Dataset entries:
- - - - - - -

use super::client::OcrClient;
use super::{PageRenderer, PageResult, reassemble};
use crate::config::Ocr;
use crate::engine::Extraction;
use crate::optimize::{ImageSettings, optimize_image};
use anyhow::{Context, Result};
use futures::StreamExt;
use futures::stream::FuturesUnordered;
use std::path::Path;
use std::sync::Arc;
use std::time::{Duration, Instant};
use tokio::runtime::{Handle, Runtime};
use tokio::sync::Semaphore;
use tokio::task::JoinHandle;
use tracing::{debug, info, warn};

pub const WORKER_THREAD_NAME: &str = "ocr-worker";

#[derive(Debug, Clone, Copy)]
pub struct OcrSettings {
    pub dpi: u32,
    pub max_workers: usize,
    pub per_call_timeout: Duration,
    pub image: ImageSettings,
}

impl OcrSettings {
    pub fn from_config(cfg: &Ocr) -> Self {
        Self {
            dpi: cfg.image_dpi,
            max_workers: cfg.max_workers.max(1),
            per_call_timeout: cfg.api_timeout(),
            image: ImageSettings {
                max_dimension: cfg.max_image_size,
                jpeg_quality: cfg.jpeg_quality,
            },
        }
    }
}

/// One optimized page waiting for OCR.
pub struct PageImage {
    pub page_index: usize,
    pub jpeg: Vec<u8>,
}

/// Renders a PDF, sends every page to the OCR client with at most
/// `max_workers` calls in flight, and stitches the answers back in page order.
///
/// Calls run as tasks on a runtime owned by the coordinator. `extract` blocks
/// the calling thread; from inside another Tokio runtime the batch is driven
/// from a scoped helper thread instead.
pub struct OcrBatchCoordinator {
    client: Arc<dyn OcrClient>,
    renderer: Box<dyn PageRenderer>,
    settings: OcrSettings,
    runtime: Option<Runtime>,
}

impl OcrBatchCoordinator {
    pub fn new(
        client: Arc<dyn OcrClient>,
        renderer: Box<dyn PageRenderer>,
        settings: OcrSettings,
    ) -> Result<Self> {
        // One spare worker keeps the timer driver running while every
        // in-flight call is blocked.
        let runtime = tokio::runtime::Builder::new_multi_thread()
            .worker_threads(settings.max_workers.max(1) + 1)
            .thread_name(WORKER_THREAD_NAME)
            .enable_all()
            .build()
            .context("building OCR runtime")?;
        Ok(Self {
            client,
            renderer,
            settings,
            runtime: Some(runtime),
        })
    }

    /// Errors only when the PDF cannot be rasterized; page-level failures
    /// become empty pages.
    pub fn extract(&self, path: &Path) -> Result<Extraction> {
        let started = Instant::now();
        let pages = self
            .renderer
            .render_pages(path, self.settings.dpi)
            .with_context(|| format!("rasterizing {}", path.display()))?;
        if pages.is_empty() {
            warn!("{} rendered to zero pages", path.display());
            return Ok(Extraction::empty());
        }
        let page_count = pages.len();
        info!(
            "rendered {} pages of {} at {} dpi",
            page_count,
            path.display(),
            self.settings.dpi
        );

        let mut images = Vec::with_capacity(page_count);
        for (page_index, page) in pages.into_iter().enumerate() {
            match optimize_image(page, &self.settings.image) {
                Ok(optimized) => {
                    debug!(
                        "page {} optimized to {}x{} ({} bytes)",
                        page_index + 1,
                        optimized.width,
                        optimized.height,
                        optimized.bytes.len()
                    );
                    images.push(PageImage {
                        page_index,
                        jpeg: optimized.bytes,
                    });
                }
                // Left out of the dispatch; its slot reports a failed page.
                Err(err) => warn!("page {} could not be encoded: {:#}", page_index + 1, err),
            }
        }

        let results = self.dispatch(images, page_count);

        let ok_pages = results.iter().filter(|r| r.succeeded).count();
        let extraction = reassemble(results);
        info!(
            "OCR finished for {}: {}/{} pages ok, {} tables, {:.2}s",
            path.display(),
            ok_pages,
            page_count,
            extraction.tables.len(),
            started.elapsed().as_secs_f64()
        );
        Ok(extraction)
    }

    /// Runs the OCR calls and returns exactly `page_count` results indexed by
    /// page. Pages that never answered before the aggregate deadline
    /// (per-call timeout times page count) are reported as failed.
    pub fn dispatch(&self, images: Vec<PageImage>, page_count: usize) -> Vec<PageResult> {
        let Some(runtime) = self.runtime.as_ref() else {
            return (0..page_count).map(PageResult::failed).collect();
        };
        let client = Arc::clone(&self.client);
        let settings = self.settings;

        let slots = if Handle::try_current().is_ok() {
            // `block_on` may not nest inside a runtime; drive it from a
            // thread that is outside any runtime context.
            std::thread::scope(|scope| {
                scope
                    .spawn(|| run_batch(runtime, client, images, page_count, settings))
                    .join()
            })
            .unwrap_or_else(|_| {
                warn!("OCR batch thread panicked");
                vec![None; page_count]
            })
        } else {
            run_batch(runtime, client, images, page_count, settings)
        };

        slots
            .into_iter()
            .enumerate()
            .map(|(index, slot)| slot.unwrap_or_else(|| PageResult::failed(index)))
            .collect()
    }
}

impl Drop for OcrBatchCoordinator {
    fn drop(&mut self) {
        // Never blocks, so dropping is also safe inside an async context and
        // does not wait for calls still stuck past their timeout.
        if let Some(runtime) = self.runtime.take() {
            runtime.shutdown_background();
        }
    }
}

fn run_batch(
    runtime: &Runtime,
    client: Arc<dyn OcrClient>,
    images: Vec<PageImage>,
    page_count: usize,
    settings: OcrSettings,
) -> Vec<Option<PageResult>> {
    let per_call = settings.per_call_timeout;
    let aggregate = per_call.saturating_mul(page_count.max(1) as u32);
    let permits = Arc::new(Semaphore::new(settings.max_workers.max(1)));
    let handle = runtime.handle().clone();

    let mut slots: Vec<Option<PageResult>> = vec![None; page_count];
    runtime.block_on(async {
        let deadline = tokio::time::Instant::now() + aggregate;
        let mut in_flight: FuturesUnordered<_> = images
            .into_iter()
            .map(|page| {
                ocr_page(
                    handle.clone(),
                    Arc::clone(&client),
                    Arc::clone(&permits),
                    page,
                    per_call,
                )
            })
            .collect();

        loop {
            match tokio::time::timeout_at(deadline, in_flight.next()).await {
                Ok(Some(result)) => {
                    let index = result.page_index;
                    if let Some(slot) = slots.get_mut(index) {
                        *slot = Some(result);
                    }
                }
                Ok(None) => break,
                Err(_) => {
                    warn!("OCR batch hit the aggregate timeout of {:?}", aggregate);
                    break;
                }
            }
        }
    });
    slots
}

/// Aborts the spawned call when the waiting side gives up on it.
struct AbortOnDrop<T>(JoinHandle<T>);

impl<T> Drop for AbortOnDrop<T> {
    fn drop(&mut self) {
        self.0.abort();
    }
}

/// Waits for a worker slot, spawns the call on the pool and times it from
/// the waiting side, so a call that never yields still counts as timed out.
async fn ocr_page(
    handle: Handle,
    client: Arc<dyn OcrClient>,
    permits: Arc<Semaphore>,
    page: PageImage,
    timeout: Duration,
) -> PageResult {
    let page_index = page.page_index;
    let number = page_index + 1;
    let Ok(permit) = permits.acquire_owned().await else {
        return PageResult::failed(page_index);
    };

    let started = Instant::now();
    let mut call = AbortOnDrop(handle.spawn(async move {
        // Held until the call returns, even past its timeout.
        let _permit = permit;
        client.ocr(&page.jpeg).await
    }));

    match tokio::time::timeout(timeout, &mut call.0).await {
        Ok(Ok(Ok(response))) => {
            info!(
                "OCR page {} done in {:.2}s",
                number,
                started.elapsed().as_secs_f64()
            );
            PageResult::from_response(page_index, &response)
        }
        Ok(Ok(Err(err))) => {
            warn!("OCR page {} failed: {}", number, err);
            PageResult::failed(page_index)
        }
        Ok(Err(err)) => {
            warn!("OCR page {} task died: {}", number, err);
            PageResult::failed(page_index)
        }
        Err(_) => {
            warn!("OCR page {} timed out after {:?}", number, timeout);
            PageResult::failed(page_index)
        }
    }
}
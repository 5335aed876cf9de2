use crate::config::{Cleaning, Sections};
use anyhow::{Context, Result};
use regex::Regex;
use std::collections::BTreeMap;
use unicode_normalization::UnicodeNormalization;

/// Collapses every run of whitespace, control or non-ASCII characters into a
/// single space and trims the ends.
///
/// The output only contains `0x20..=0x7E`, never two spaces in a row and no
/// surrounding whitespace, so cleaning it again returns it unchanged.
pub fn clean_text(text: &str) -> String {
    let mut out = String::with_capacity(text.len());
    let mut pending_space = false;
    for ch in text.chars() {
        if ch.is_ascii_graphic() {
            if pending_space && !out.is_empty() {
                out.push(' ');
            }
            pending_space = false;
            out.push(ch);
        } else {
            pending_space = true;
        }
    }
    out
}

/// Cleaning as configured for the pipeline: optional NFKC folding first so
/// ligatures and full-width forms survive as ASCII instead of becoming spaces.
pub fn clean_with(cfg: &Cleaning, text: &str) -> String {
    if cfg.normalize_unicode {
        let folded: String = text.nfkc().collect();
        clean_text(&folded)
    } else {
        clean_text(text)
    }
}

/// Compiled section rules, built once per pipeline.
pub struct SectionExtractor {
    rules: Vec<(String, Vec<Regex>)>,
    window_chars: usize,
}

impl SectionExtractor {
    pub fn new(cfg: &Sections) -> Result<Self> {
        let mut rules = Vec::with_capacity(cfg.rules.len());
        for rule in &cfg.rules {
            let patterns = rule
                .keywords
                .iter()
                .map(|k| keyword_regex(k))
                .collect::<Result<Vec<_>>>()
                .with_context(|| format!("compiling keywords for section {}", rule.name))?;
            rules.push((rule.name.clone(), patterns));
        }
        Ok(Self {
            rules,
            window_chars: cfg.window_chars,
        })
    }

    /// For each section the first keyword (in listed order) found anywhere in
    /// `text` wins; the excerpt is the cleaned window following the match.
    /// Sections without a match are left out.
    pub fn extract(&self, text: &str) -> BTreeMap<String, String> {
        let mut sections = BTreeMap::new();
        for (name, patterns) in &self.rules {
            for re in patterns {
                if let Some(m) = re.find(text) {
                    let excerpt = char_window(text, m.end(), self.window_chars);
                    sections.insert(name.clone(), clean_text(excerpt));
                    break;
                }
            }
        }
        sections
    }
}

/// Case-insensitive literal keyword. A colon right after the keyword is
/// heading punctuation and is consumed with it.
fn keyword_regex(keyword: &str) -> Result<Regex> {
    let pattern = format!(r"(?i){}(?:\s*:)?", regex::escape(keyword.trim()));
    Regex::new(&pattern).with_context(|| format!("invalid section keyword: {keyword}"))
}

fn char_window(text: &str, start: usize, max_chars: usize) -> &str {
    let rest = &text[start..];
    match rest.char_indices().nth(max_chars) {
        Some((end, _)) => &rest[..end],
        None => rest,
    }
}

- - - - - - -

TASK INSTRUCTIONS: In the entries above, find every line with the word "first" and list it.

REPLY:
/// Cleaning as configured for the pipeline: optional NFKC folding first so
    /// For each section the first keyword (in listed order) found anywhere in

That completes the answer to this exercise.